This week, the US National Institutes of Health released an update on a trial in the Democratic Republic of the Congo comparing the effectiveness of two new antibody-based drugs (REGN-EB3 and mAb114) against existing treatments for Ebola (ZMapp and remdesivir). The trial was halted early because the data showed that the new drugs showed they were much more effective than the other treatments, so the NIH will now administer the new treatments to all patients in the study.
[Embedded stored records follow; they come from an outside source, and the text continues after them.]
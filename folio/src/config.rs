//! Application configuration
//!
//! Settings load from an optional YAML file (`folio.yaml` by default);
//! any field left out falls back to its default, and the JWT secret may
//! come from the `JWT_SECRET` environment variable instead.

use anyhow::{Context, Result};
use serde::{Deserialize, Serialize};
use std::path::{Path, PathBuf};

#[derive(Debug, Clone, Serialize, Deserialize)]
#[serde(default)]
pub struct AppConfig {
    /// Host the API server binds to
    pub host: String,

    /// Port the API server binds to
    pub port: u16,

    /// Root directory for blobs and the catalog index
    pub data_dir: PathBuf,

    /// JWT signing secret; `JWT_SECRET` env var wins when unset here
    pub jwt_secret: Option<String>,

    /// Upload size cap in bytes
    pub max_file_size: u64,

    /// Cache memory budget in bytes
    pub cache_max_memory_bytes: u64,

    /// Seconds a soft-deleted artifact stays restorable before cleanup
    /// may purge it; unset means purge-eligible immediately
    pub retention_secs: Option<u64>,

    /// Usernames granted the operator role at login
    pub operators: Vec<String>,
}

impl Default for AppConfig {
    fn default() -> Self {
        Self {
            host: "127.0.0.1".to_string(),
            port: 8080,
            data_dir: PathBuf::from("./data"),
            jwt_secret: None,
            max_file_size: crate::files::DEFAULT_MAX_FILE_SIZE,
            cache_max_memory_bytes: 256 * 1024 * 1024,
            retention_secs: None,
            operators: vec!["admin".to_string()],
        }
    }
}

impl AppConfig {
    /// Load configuration. An explicit path must exist; otherwise
    /// `folio.yaml` in the working directory is used when present, and
    /// defaults apply when it is not.
    pub fn load(path: Option<&Path>) -> Result<Self> {
        match path {
            Some(path) => Self::read(path),
            None => {
                let default_path = Path::new("folio.yaml");
                if default_path.exists() {
                    Self::read(default_path)
                } else {
                    Ok(Self::default())
                }
            }
        }
    }

    fn read(path: &Path) -> Result<Self> {
        let raw = std::fs::read_to_string(path)
            .with_context(|| format!("Failed to read config file: {:?}", path))?;
        let config: Self = serde_yaml::from_str(&raw)
            .with_context(|| format!("Failed to parse config file: {:?}", path))?;
        Ok(config)
    }

    /// Resolve the JWT secret: config value, then `JWT_SECRET` env var
    pub fn resolve_jwt_secret(&self) -> Option<String> {
        self.jwt_secret
            .clone()
            .or_else(|| std::env::var("JWT_SECRET").ok())
    }
}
Among patients who were brought into treatment centers with low viral loads — which suggested that they had been infected only days before — only 6 percent of those who got Regeneron drug died, and only 11 percent of those who got the Biotherapeutics drug died, Dr. Fauci said.

By contrast, 33 percent of those who received the antiviral drug made by Gilead died, as did 24 percent of those who got ZMapp, an older monoclonal antibody cocktail that was tested briefly during the Ebola outbreak in West Africa in 2014.

The death rate among untreated and unvaccinated patients in this outbreak is thought to be over 70 percent, said Dr. Michael J. Ryan, director of emergency response for the W.H.O.
https://www.nytimes.com/2019/08/12/health/ebola-outbreak-cure.html
Formal analysis and publication of the trial results awaits completion of data collection, which is expected to finish in late Sep/early Oct.

Combined with experimental vaccines, these new treatments can hopefully help contain the current Ebola outbreak and future outbreaks, though quickly administering the drugs to infected individuals remains an issue (especially where there is violence and distrust of governments, as is the case with the currrent outbreak in the DRC).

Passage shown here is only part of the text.